O Pato algemado – 11 – coordenado por Carlos Loures

O Pato algemado

 

Uma alternativa às balas de borracha e às cargas de bastão, chega-nos de há 103 anos atrás…

 

(Almanach Bertrand, 1908)

 Como controlar patos

 

Duas histórias de patos

 

Um pato entra num pequeno restaurante e pergunta ao dono:

– Há comida para patos?

– Não, não há! Isto é  um restaurante para pessoas. Vá, desaparece!.
No dia seguinte, o pato entra no mesmo restaurante e pergunta outra vez ao homem:
— Há comida para patos?
— NÃO! Já te disse ontem que só temos comida para pessoas. Põe-te a milhas!
Terceiro dia, o pato entra no restaurante e repete a pergunta:
— Há comida para patos?
O homem, fora de si, grita:
— NÃO! NÓS NÃO TEMOS COMIDA PARA PATOS E SE VENS CÁ MAIS ALGUMA VEZ PERGUNTAR POR COMIDA PARA PATOS, EU PREGO-TE OS PÉS AO CHÃO! PISGA-TE!

No dia seguinte, o pato volta e pergunta:
— Tem pregos?
O homem, tentando não se irritar, responde:
— Não, não temos pregos.
— Ainda bem… e comida para patos?

 

Três mulheres morreram num acidente de automóvel e foram para o céu. À entrada, cumpridas as formalidades, São Pedro avisou:

 

– Aqui no céu só há uma regra. Não pisar os patos.

Elas acharam a regra esquisita, mas quando finalmente atravessaram as portas, perceberam que era quase impossível andar sem pisar um pato. O Paraíso estava forrado de patos! Ainda meio confusa, uma das mulheres pisou um pato que grasnou furiosamente. Minutos depois, São Pedro apareceu com uma corrente, um cadeado e o homem mais feio que ela já tinha visto e disse:

 

– Não cumpriste a regra… O teu castigo é viveres toda a eternidade acorrentada a este homem.

Dias depois, a segunda mulher cometeu o mesmo erro – pisou um pato – grasnadela atroadora e como antes São Pedro acorrentou-a ao homem mais feio que ela vira em dias da sua vida (e de sua morte) e disse:

– O teu castigo é viver por toda a eternidade amarrada a este homem.
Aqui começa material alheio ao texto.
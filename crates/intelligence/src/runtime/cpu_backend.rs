//! CPU compute backend wrapping existing Tensor operations.
//!
//! This is the default fallback backend. It wraps `Tensor` methods directly,
//! producing bit-identical results to the original non-backend code path.

use super::backend::{ComputeBackend, DeviceTensor};
use super::tensor::Tensor;

/// CPU compute backend — delegates to Tensor methods.
pub struct CpuBackend;

impl CpuBackend {
    fn as_tensor(dt: &DeviceTensor) -> &Tensor {
        dt.inner
            .downcast_ref::<Tensor>()
            .expect("CpuBackend: expected Tensor in DeviceTensor")
    }

    fn as_tensor_mut(dt: &mut DeviceTensor) -> &mut Tensor {
        dt.inner
            .downcast_mut::<Tensor>()
            .expect("CpuBackend: expected Tensor in DeviceTensor")
    }

    fn wrap(t: Tensor) -> DeviceTensor {
        DeviceTensor {
            rows: t.rows,
            cols: t.cols,
            inner: Box::new(t),
        }
    }

    fn as_1d(dt: &DeviceTensor) -> &[f32] {
        let t = Self::as_tensor(dt);
        assert_eq!(t.rows, 1, "expected 1-row tensor for 1D data");
        &t.data
    }
}

impl ComputeBackend for CpuBackend {
    fn upload(&self, t: &Tensor) -> DeviceTensor {
        Self::wrap(t.clone())
    }

    fn upload_1d(&self, v: &[f32]) -> DeviceTensor {
        Self::wrap(Tensor::from_slice(v, 1, v.len()))
    }

    fn download(&self, dt: &DeviceTensor) -> Tensor {
        Self::as_tensor(dt).clone()
    }

    fn matmul(&self, a: &DeviceTensor, b: &DeviceTensor) -> DeviceTensor {
        Self::wrap(Self::as_tensor(a).matmul(Self::as_tensor(b)))
    }

    fn matmul_transpose(&self, a: &DeviceTensor, b: &DeviceTensor) -> DeviceTensor {
        Self::wrap(Self::as_tensor(a).matmul_transpose(Self::as_tensor(b)))
    }

    fn add_bias(&self, t: &mut DeviceTensor, bias: &DeviceTensor) {
        let bias_data = Self::as_1d(bias);
        Self::as_tensor_mut(t).add_bias(bias_data);
    }

    fn add_tensor(&self, a: &DeviceTensor, b: &DeviceTensor) -> DeviceTensor {
        Self::wrap(Self::as_tensor(a).add_tensor(Self::as_tensor(b)))
    }

    fn gelu(&self, t: &DeviceTensor) -> DeviceTensor {
        Self::wrap(Self::as_tensor(t).gelu())
    }

    fn layer_norm(
        &self,
        t: &DeviceTensor,
        w: &DeviceTensor,
        b: &DeviceTensor,
        eps: f32,
    ) -> DeviceTensor {
        let weight = Self::as_1d(w);
        let bias = Self::as_1d(b);
        Self::wrap(Self::as_tensor(t).layer_norm(weight, bias, eps))
    }

    fn softmax_rows(&self, t: &mut DeviceTensor) {
        Self::as_tensor_mut(t).softmax_rows();
    }

    fn scale(&self, t: &mut DeviceTensor, factor: f32) {
        Self::as_tensor_mut(t).scale(factor);
    }

    fn slice_columns(&self, t: &DeviceTensor, start: usize, end: usize) -> DeviceTensor {
        let src = Self::as_tensor(t);
        let width = end - start;
        let mut data = vec![0.0f32; src.rows * width];
        for r in 0..src.rows {
            let src_off = r * src.cols + start;
            let dst_off = r * width;
            data[dst_off..dst_off + width].copy_from_slice(&src.data[src_off..src_off + width]);
        }
        Self::wrap(Tensor::from_slice(&data, src.rows, width))
    }

    fn scatter_columns(&self, dst: &mut DeviceTensor, src: &DeviceTensor, col_offset: usize) {
        let src_t = Self::as_tensor(src);
        let dst_t = Self::as_tensor_mut(dst);
        for r in 0..src_t.rows {
            let src_off = r * src_t.cols;
            let dst_off = r * dst_t.cols + col_offset;
            dst_t.data[dst_off..dst_off + src_t.cols]
                .copy_from_slice(&src_t.data[src_off..src_off + src_t.cols]);
        }
    }

    fn zeros(&self, rows: usize, cols: usize) -> DeviceTensor {
        Self::wrap(Tensor::zeros(rows, cols))
    }

    fn apply_attention_mask(&self, scores: &mut DeviceTensor, mask: &[u32]) {
        let t = Self::as_tensor_mut(scores);
        let seq_len = t.cols;
        for i in 0..t.rows {
            for j in 0..seq_len {
                if mask[j] == 0 {
                    t.data[i * seq_len + j] = -10000.0;
                }
            }
        }
    }

    fn mean_pool(&self, hidden: &DeviceTensor, mask: &[u32]) -> Vec<f32> {
        let t = Self::as_tensor(hidden);
        let mut sum = vec![0.0f32; t.cols];
        let mut count = 0.0f32;
        for s in 0..t.rows {
            if mask[s] == 1 {
                let row = t.row(s);
                for i in 0..t.cols {
                    sum[i] += row[i];
                }
                count += 1.0;
            }
        }
        if count > 0.0 {
            for v in sum.iter_mut() {
                *v /= count;
            }
        }
        sum
    }

    fn name(&self) -> &'static str {
        "CPU"
    }
}
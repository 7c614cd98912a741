//! Tier 5: Collection Config Persistence Tests

use crate::test_utils::*;
use in_mem_primitives::vector::DistanceMetric;

#[test]
fn test_collection_config_survives_restart() {
    let mut test_db = TestDb::new_strict();
    let run_id = test_db.run_id;

    {
        let vector = test_db.vector();
        vector.create_collection(run_id, "embeddings", config_custom(512, DistanceMetric::DotProduct)).unwrap();
    }

    test_db.reopen();

    let info = test_db.vector().get_collection(run_id, "embeddings").unwrap().unwrap();

    assert_eq!(info.config.dimension, 512);
    assert_eq!(info.config.metric, DistanceMetric::DotProduct);
}

#[test]
fn test_multiple_collection_configs_persist() {
    let mut test_db = TestDb::new_strict();
    let run_id = test_db.run_id;

    {
        let vector = test_db.vector();
        vector.create_collection(run_id, "cosine", config_custom(384, DistanceMetric::Cosine)).unwrap();
        vector.create_collection(run_id, "euclidean", config_custom(768, DistanceMetric::Euclidean)).unwrap();
        vector.create_collection(run_id, "dot", config_custom(1536, DistanceMetric::DotProduct)).unwrap();
    }

    test_db.reopen();

    let vector = test_db.vector();

    let cosine = vector.get_collection(run_id, "cosine").unwrap().unwrap();
    assert_eq!(cosine.config.dimension, 384);
    assert_eq!(cosine.config.metric, DistanceMetric::Cosine);

    let euclidean = vector.get_collection(run_id, "euclidean").unwrap().unwrap();
    assert_eq!(euclidean.config.dimension, 768);
    assert_eq!(euclidean.config.metric, DistanceMetric::Euclidean);

    let dot = vector.get_collection(run_id, "dot").unwrap().unwrap();
    assert_eq!(dot.config.dimension, 1536);
    assert_eq!(dot.config.metric, DistanceMetric::DotProduct);
}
Perante estes exemplos, a terceira mulher passou a ser extremamente cuidadosa. Conseguiu nunca pisar um dos milhares de milhões de patos que por ali vagueavam.  Passaram alguns meses e, um dia, São Pedro apareceu com um homem de uma grande beleza – o rapaz mais bonito que ela alguma vez vira (“é lindo”- pensou para consigo) – acorrentou-a a ele. Não percebendo o que se passava, ficou quieta. Quando São Pedro se afastou, disse ao maravilhoso jovem :

 

– O que será que fiz para receber este prémio?. O rapaz respondeu:

 

– A senhora não sei. Eu… pisei um pato!

 

Há mais histórias de patos – a do Hans Christian Andersen – “o Patinho feio” que não cabe aqui – afinal um cisne é um pato aristocrata, um ganso com a mania das grandezas. Há também a história do náufrago que não gostava de pato…  Fica para outra altura.